== Supplied data ==
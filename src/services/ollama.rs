use crate::errors::{EnhancerError, EnhancerResult};
use crate::structs::config::ai_config::AiConfig;
use serde::{Deserialize, Serialize};
use std::time::Duration;

#[derive(Serialize)]
struct GenerateRequest<'a> {
    model: &'a str,
    prompt: &'a str,
    stream: bool,
}

#[derive(Deserialize)]
struct GenerateResponse {
    response: String,
}

#[derive(Deserialize)]
struct TagsResponse {
    #[serde(default)]
    models: Vec<LocalModel>,
}

#[derive(Debug, Clone, Deserialize)]
pub struct LocalModel {
    pub name: String,
    #[serde(default)]
    pub size: u64,
}

/// Thin client for the local Ollama daemon. Requests are retried with a
/// linear backoff (`retry_delay * attempt`) up to `max_retries` times.
pub struct OllamaClient {
    http: reqwest::Client,
    host: String,
    max_retries: u32,
    retry_delay: Duration,
}

impl OllamaClient {
    pub fn new(config: &AiConfig) -> EnhancerResult<Self> {
        let http = reqwest::Client::builder()
            .timeout(Duration::from_secs(config.request_timeout_secs))
            .build()
            .map_err(|e| EnhancerError::network("building HTTP client", &e.to_string()))?;

        Ok(Self {
            http,
            host: config.ollama_host.trim_end_matches('/').to_string(),
            max_retries: config.max_retries.max(1),
            retry_delay: Duration::from_secs(config.retry_delay_secs),
        })
    }

    pub async fn generate(&self, model: &str, prompt: &str) -> EnhancerResult<String> {
        let url = format!("{}/api/generate", self.host);
        let body = GenerateRequest {
            model,
            prompt,
            stream: false,
        };

        let mut last_error = None;
        for attempt in 1..=self.max_retries {
            match self.try_generate(&url, &body).await {
                Ok(response) => return Ok(response),
                Err(e) => {
                    log::warn!(
                        "⚠️ Ollama request failed (attempt {}/{}): {}",
                        attempt,
                        self.max_retries,
                        e
                    );
                    last_error = Some(e);
                    if attempt < self.max_retries {
                        tokio::time::sleep(self.retry_delay * attempt).await;
                    }
                }
            }
        }

        Err(last_error
            .unwrap_or_else(|| EnhancerError::network("ollama generate", "no attempts made")))
    }

    async fn try_generate(&self, url: &str, body: &GenerateRequest<'_>) -> EnhancerResult<String> {
        let response = self.http.post(url).json(body).send().await?;

        let status = response.status();
        if !status.is_success() {
            let text = response.text().await.unwrap_or_default();
            return Err(EnhancerError::network(
                "ollama generate",
                &format!("HTTP {}: {}", status, text.trim()),
            ));
        }

        let parsed: GenerateResponse = response.json().await?;
        Ok(parsed.response)
    }

    /// Models actually installed on the local daemon.
    pub async fn list_local_models(&self) -> EnhancerResult<Vec<LocalModel>> {
        let url = format!("{}/api/tags", self.host);
        let response = self.http.get(&url).send().await?;

        let status = response.status();
        if !status.is_success() {
            return Err(EnhancerError::network(
                "ollama tags",
                &format!("HTTP {}", status),
            ));
        }

        let parsed: TagsResponse = response.json().await?;
        Ok(parsed.models)
    }
}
===
For every line of the records that has the word "EnhancerError" in it, make a copy.

use crate::errors::{EnhancerError, EnhancerResult};
            .map_err(|e| EnhancerError::network("building HTTP client", &e.to_string()))?;
            .unwrap_or_else(|| EnhancerError::network("ollama generate", "no attempts made")))
            return Err(EnhancerError::network(
            return Err(EnhancerError::network(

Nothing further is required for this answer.